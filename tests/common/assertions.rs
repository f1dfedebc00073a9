//! Assertion helpers for tests.

use axum::http::StatusCode;
use pretty_assertions::assert_eq;

use super::app::TestResponse;

/// Assert response has expected status code
pub fn assert_status(response: &TestResponse, expected: StatusCode) {
    assert_eq!(
        response.status,
        expected,
        "Expected status {}, got {}. Body: {}",
        expected,
        response.status,
        response.text()
    );
}

/// Assert response is OK (200)
pub fn assert_ok(response: &TestResponse) {
    assert_status(response, StatusCode::OK);
}

/// Assert a JSON envelope with `success: true` and return its `data`
pub fn assert_success(response: &TestResponse) -> serde_json::Value {
    let json: serde_json::Value = response.json();
    assert_eq!(
        json["success"],
        true,
        "Expected success envelope, got {}",
        serde_json::to_string_pretty(&json).unwrap()
    );
    json["data"].clone()
}

/// Assert a JSON error body with `success: false`
pub fn assert_failure(response: &TestResponse, expected: StatusCode) -> serde_json::Value {
    assert_status(response, expected);
    let json: serde_json::Value = response.json();
    assert_eq!(json["success"], false);
    json
}

/// Assert an attachment download with the given content type and file name
pub fn assert_attachment(response: &TestResponse, content_type: &str, file_name: &str) {
    assert_ok(response);
    assert_eq!(response.header("content-type"), Some(content_type));
    assert_eq!(
        response.header("content-disposition"),
        Some(format!("attachment; filename=\"{file_name}\"").as_str())
    );
}

/// Assert a file name follows `certificate_<millis>_<serial>.<ext>`
pub fn assert_artifact_name(name: &str, serial: &str, ext: &str) {
    let stem = name
        .strip_prefix("certificate_")
        .and_then(|rest| rest.strip_suffix(&format!("_{serial}.{ext}")))
        .unwrap_or_else(|| panic!("Unexpected artifact name: {name}"));
    assert!(
        !stem.is_empty() && stem.chars().all(|c| c.is_ascii_digit()),
        "Expected millisecond timestamp in {name}"
    );
}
● ● ● ● ●
Type out each entry above again, exactly.

filename tests/common/assertions.rs
repository f1dfedebc00073a9
//! Assertion helpers for tests.

use axum::http::StatusCode;
use pretty_assertions::assert_eq;

use super::app::TestResponse;

/// Assert response has expected status code
pub fn assert_status(response: &TestResponse, expected: StatusCode) {
    assert_eq!(
        response.status,
        expected,
        "Expected status {}, got {}. Body: {}",
        expected,
        response.status,
        response.text()
    );
}

/// Assert response is OK (200)
pub fn assert_ok(response: &TestResponse) {
    assert_status(response, StatusCode::OK);
}

/// Assert a JSON envelope with `success: true` and return its `data`
pub fn assert_success(response: &TestResponse) -> serde_json::Value {
    let json: serde_json::Value = response.json();
    assert_eq!(
        json["success"],
        true,
        "Expected success envelope, got {}",
        serde_json::to_string_pretty(&json).unwrap()
    );
    json["data"].clone()
}

/// Assert a JSON error body with `success: false`
pub fn assert_failure(response: &TestResponse, expected: StatusCode) -> serde_json::Value {
    assert_status(response, expected);
    let json: serde_json::Value = response.json();
    assert_eq!(json["success"], false);
    json
}

/// Assert an attachment download with the given content type and file name
pub fn assert_attachment(response: &TestResponse, content_type: &str, file_name: &str) {
    assert_ok(response);
    assert_eq!(response.header("content-type"), Some(content_type));
    assert_eq!(
        response.header("content-disposition"),
        Some(format!("attachment; filename=\"{file_name}\"").as_str())
    );
}

/// Assert a file name follows `certificate_<millis>_<serial>.<ext>`
pub fn assert_artifact_name(name: &str, serial: &str, ext: &str) {
    let stem = name
        .strip_prefix("certificate_")
        .and_then(|rest| rest.strip_suffix(&format!("_{serial}.{ext}")))
        .unwrap_or_else(|| panic!("Unexpected artifact name: {name}"));
    assert!(
        !stem.is_empty() && stem.chars().all(|c| c.is_ascii_digit()),
        "Expected millisecond timestamp in {name}"
    );
}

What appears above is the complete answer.